But, let’s dive in and take a closer look at where you can go to make friends when you’re homeschooled.

 

1. Get to know your neighbors

A great way to make friends is to get to know your neighbors. Many of us only wave or talk to one another as we come or go from our houses, but getting to know our neighbors on a deeper level can bring us richer relationships with the people we live closest too. It almost seems a shame not to invest in that relationship when you’re so close.

There are also advantages to making friends with your neighbors. That is, your neighbors are always there, so you can help each other out. If they need you to water their garden or feed their cat when they’re away for holidays, you can help them out. If you’re missing a can of coconut milk for your Thai curry, you can pop over to your neighbors and ask them if they have one.

When I was homeschooled, our neighbors asked us to housesit for them which involved getting the mail and feeding their cat or dog. This also had additional benefits as we could ask them to look after our animals when we went away – and we usually had plenty of animals as a homeschool family!

 

2. Join sports clubs

If you join a sports club, you won’t fail to make friends. Because the nature of sports means people congregate in areas before the event, if you talk to people and smile, you’ll probably make loads of friends! If you’re playing team sports, you’ll find this is especially the case as not only do you spend time together but you bond as you strategize to beat the other team. You also celebrate little wins here and there as you coordinate your play.

After the event, many sports teams go out and socialize a little more so they can get to know each other better.

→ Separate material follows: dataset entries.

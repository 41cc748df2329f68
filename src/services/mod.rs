//! Return notification workflow: validation, resolution, assembly, dispatch.

pub mod dispatch;
pub mod errors;
pub mod payload;
pub mod resolver;
pub mod return_operation;
pub mod template_data;

pub use errors::{ServiceError, ServiceResult};
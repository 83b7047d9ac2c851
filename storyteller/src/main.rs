//! Storyteller TUI application.
//!
//! A vim-style terminal interface for generating stories with Gemini.
//!
//! # Headless Mode
//!
//! Run with `--headless` for a text-based interface suitable for automated
//! testing:
//!
//! ```bash
//! cargo run -p storyteller -- --headless
//! ```

mod app;
mod events;
mod headless;
mod ui;

use crossterm::{
    event::{self, DisableMouseCapture, EnableMouseCapture},
    execute,
    terminal::{disable_raw_mode, enable_raw_mode, EnterAlternateScreen, LeaveAlternateScreen},
};
use futures::StreamExt;
use ratatui::{backend::CrosstermBackend, Terminal};
use std::io::{self, stdout};
use std::time::Duration;
use storyteller_core::{StoryBackend, StorySession, Storyteller};

use app::App;
use events::{handle_event, EventResult};
use ui::render::render;

#[tokio::main]
async fn main() -> Result<(), Box<dyn std::error::Error>> {
    // Load .env file if present
    dotenvy::dotenv().ok();

    let args: Vec<String> = std::env::args().collect();

    if args.iter().any(|a| a == "--help" || a == "-h") {
        print_help();
        return Ok(());
    }

    // Missing credential is the only startup-time failure mode
    let key_missing = std::env::var("GEMINI_API_KEY")
        .map(|k| k.is_empty())
        .unwrap_or(true);
    if key_missing {
        eprintln!("Error: GEMINI_API_KEY environment variable not set.");
        eprintln!("Please set it in .env file or with: export GEMINI_API_KEY=your_key_here");
        std::process::exit(1);
    }

    if args.iter().any(|a| a == "--headless") {
        // Log to stderr only in headless mode, where it can't corrupt the UI
        tracing_subscriber::fmt()
            .with_env_filter(tracing_subscriber::EnvFilter::from_default_env())
            .with_writer(io::stderr)
            .init();
        return headless::run_headless().await.map_err(|e| e.into());
    }

    let session = StorySession::new(Storyteller::from_env()?);

    // Setup terminal
    enable_raw_mode()?;
    let mut stdout = stdout();
    execute!(stdout, EnterAlternateScreen, EnableMouseCapture)?;
    let backend = CrosstermBackend::new(stdout);
    let mut terminal = Terminal::new(backend)?;

    let result = run_app(&mut terminal, App::new(session)).await;

    // Restore terminal
    disable_raw_mode()?;
    execute!(
        terminal.backend_mut(),
        LeaveAlternateScreen,
        DisableMouseCapture
    )?;

    if let Err(e) = result {
        eprintln!("Error: {e}");
    }

    Ok(())
}

async fn run_app<B: ratatui::backend::Backend>(
    terminal: &mut Terminal<B>,
    mut app: App,
) -> io::Result<()> {
    loop {
        terminal.draw(|f| render(f, &app))?;

        // Process any pending export
        if let Some(sequence) = app.pending_export.take() {
            match app.session.export_story(sequence, ".").await {
                Ok(path) => app.set_status(format!("Saved {}", path.display())),
                Err(e) => app.set_error(e.to_string()),
            }
        }

        // Process any pending submission
        if app.pending_submit {
            app.pending_submit = false;
            run_generation(terminal, &mut app).await?;
            app.enter_normal_mode();
        }

        // Poll for events with timeout for animations
        if event::poll(Duration::from_millis(100))? {
            let ev = event::read()?;
            if handle_event(&mut app, ev) == EventResult::Quit {
                return Ok(());
            }
        } else {
            app.tick();
        }

        if app.should_quit {
            return Ok(());
        }
    }
}

/// One generation pass: accept the pending submission, call the backend
/// (redrawing per fragment when streaming), record the result. The pass
/// blocks the event loop until the story is complete; there is no
/// cancellation once a request has started.
async fn run_generation<B: ratatui::backend::Backend>(
    terminal: &mut Terminal<B>,
    app: &mut App,
) -> io::Result<()> {
    let submission = match app.session.prepare_submission() {
        Ok(submission) => submission,
        Err(rejected) => {
            app.set_error(format!("{rejected}."));
            return Ok(());
        }
    };

    app.set_status("Thinking of a story for you...");
    app.scroll_to_top();
    terminal.draw(|f| render(f, app))?;

    if app.streaming_enabled {
        let started = app
            .session
            .backend()
            .generate_stream(submission.to_request())
            .await;

        match started {
            Ok(mut stream) => {
                let mut stream_error = None;
                while let Some(item) = stream.next().await {
                    match item {
                        Ok(fragment) => {
                            app.append_streaming_text(&fragment);
                            terminal.draw(|f| render(f, app))?;
                        }
                        Err(e) => {
                            stream_error = Some(e);
                            break;
                        }
                    }
                }

                let story = app.take_streaming_text();
                match stream_error {
                    None if !story.is_empty() => {
                        let sequence = app.session.complete_submission(submission, story);
                        app.set_status(format!("Story #{sequence} ready - 'x' to save it"));
                    }
                    None => {
                        app.session.fail_submission(submission);
                        app.set_error("The model returned an empty response");
                    }
                    Some(e) => {
                        app.session.fail_submission(submission);
                        app.set_error(e.to_string());
                    }
                }
            }
            Err(e) => {
                app.session.fail_submission(submission);
                app.set_error(e.to_string());
            }
        }
    } else {
        let result = app
            .session
            .backend()
            .generate(submission.to_request())
            .await;

        match result {
            Ok(story) => {
                let sequence = app.session.complete_submission(submission, story);
                app.set_status(format!("Story #{sequence} ready - 'x' to save it"));
            }
            Err(e) => {
                app.session.fail_submission(submission);
                app.set_error(e.to_string());
            }
        }
    }

    Ok(())
}

fn print_help() {
    println!("Storyteller - AI story generation in your terminal");
    println!();
    println!("USAGE:");
    println!("  storyteller [OPTIONS]");
    println!();
    println!("OPTIONS:");
    println!("  -h, --help       Show this help message");
    println!("  --headless       Run in headless mode (text-only, no TUI)");
    println!();
    println!("ENVIRONMENT:");
    println!("  GEMINI_API_KEY   Required. Read from the environment or a .env file.");
    println!("  RUST_LOG         Optional log filter (headless mode only).");
    println!();
    println!("KEYS (TUI mode):");
    println!("  i        Type a story prompt, Enter to generate");
    println!("  [ / ]    Cycle genre       l / L   Cycle length");
    println!("  e        Example prompt    x       Save latest story");
    println!("  c        Clear history     ?       Help    q  Quit");
}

In addition to these benefits, you can also get fitter, manage your weight, lower your chance of getting ailments, and improve your sleep if you play a sport. So, go on, why not see what your local soccer team is up to!

 

3. Make friends with the kids at your church

Another great way to garner friends is to get to know them at your local church. Church children are often polite and good influences, and so they make great friends! Church friends might also stay with you a lot longer than you might find sports friends do.

In addition, homeschoolers can find great mentors in the church who will seek to grow them in their faith and encourage them in their life journey. These mentors might be a little older which will mean social influences will be coming from those who are ‘older and wiser’.

(You can also get more ideas about how to socialize homeschoolers by asking other homeschooling parents in your church. Ask them what social activities they do during the week and how often they do it. We used to try to socialize at least three times a week and I understand this is about average for many home educating families)

 

4. Join a homeschooling co-op

You can’t go past a homeschooling co-op if you want to make friends! Homeschooling co-ops are great places where families pool resources or participate in weekly courses together. Whole families can even study together throughout the week and get to know each other even better.

Because classes are regular, this is a great place to meet other homeschooling families. Later on, you’ll have the opportunity to get to know them socially outside the co-op.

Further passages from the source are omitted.